TASK ITEM →
Report every line of the listing below in which the string "bool" occurs.

EXERCISE DATA →
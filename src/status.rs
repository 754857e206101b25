use crate::board::{Board, Color, EMPTY_SQ, Piece};
use crate::moves::attack::in_check;
use crate::moves::execute::generate_legal;
use crate::moves::types::Move;
use crate::square::Square;
use serde::{Deserialize, Serialize};

/// Game state as reported to the host. Priority when several predicates
/// hold at once: checkmate, then check, then draw, then stalemate.
#[derive(Debug, Clone, Copy, PartialEq, Eq, Serialize, Deserialize)]
#[serde(rename_all = "lowercase")]
pub enum GameState {
    Ok,
    Check,
    Checkmate,
    Stalemate,
    Draw,
}

// Free helpers rather than Board methods: the board stays ignorant of
// move generation.

pub fn has_legal_moves(board: &mut Board) -> bool {
    let mut moves: Vec<Move> = Vec::with_capacity(64);
    let mut scratch: Vec<Move> = Vec::with_capacity(128);
    generate_legal(board, &mut moves, &mut scratch);
    !moves.is_empty()
}

pub fn is_checkmate(board: &mut Board) -> bool {
    in_check(board, board.side_to_move) && !has_legal_moves(board)
}

pub fn is_stalemate(board: &mut Board) -> bool {
    !in_check(board, board.side_to_move) && !has_legal_moves(board)
}

pub fn is_fifty_move(board: &Board) -> bool {
    board.halfmove_clock >= 100
}

/// Dead-position test: draw iff only kings remain, kings plus a single
/// minor piece, or kings plus exactly two bishops on the same square
/// color. Any pawn, rook or queen means mating material exists.
pub fn is_insufficient_material(board: &Board) -> bool {
    let mut total = 0u32;
    let mut minors = 0u32;
    let mut bishop_colors = [0u32; 2];

    for idx in 0..64u8 {
        let code = board.cells[idx as usize];
        if code == EMPTY_SQ {
            continue;
        }
        total += 1;
        match Piece::from_u8(code & 0x0F) {
            Piece::Pawn | Piece::Rook | Piece::Queen => return false,
            Piece::Bishop => {
                minors += 1;
                let sq = Square::from_index(idx);
                bishop_colors[((sq.rank() + sq.file()) % 2) as usize] += 1;
            }
            Piece::Knight => minors += 1,
            Piece::King => {}
        }
    }

    // bare kings, or kings plus one minor
    if total == 2 || (total == 3 && minors == 1) {
        return true;
    }

    // kings plus two bishops on the same square color (either side)
    if total == 4 && (bishop_colors[0] == 2 || bishop_colors[1] == 2) {
        return true;
    }

    false
}

/// Threefold repetition, insufficient material, or the fifty-move rule.
pub fn is_draw(board: &mut Board) -> bool {
    board.is_threefold() || is_insufficient_material(board) || is_fifty_move(board)
}

pub fn game_state(board: &mut Board) -> GameState {
    let checked = in_check(board, board.side_to_move);
    let movable = has_legal_moves(board);

    if checked && !movable {
        return GameState::Checkmate;
    }
    if checked {
        return GameState::Check;
    }
    if is_draw(board) {
        return GameState::Draw;
    }
    if !movable {
        return GameState::Stalemate;
    }
    GameState::Ok
}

SOLUTION TO THIS EXERCISE →
pub fn has_legal_moves(board: &mut Board) -> bool {
pub fn is_checkmate(board: &mut Board) -> bool {
pub fn is_stalemate(board: &mut Board) -> bool {
pub fn is_fifty_move(board: &Board) -> bool {
pub fn is_insufficient_material(board: &Board) -> bool {
pub fn is_draw(board: &mut Board) -> bool {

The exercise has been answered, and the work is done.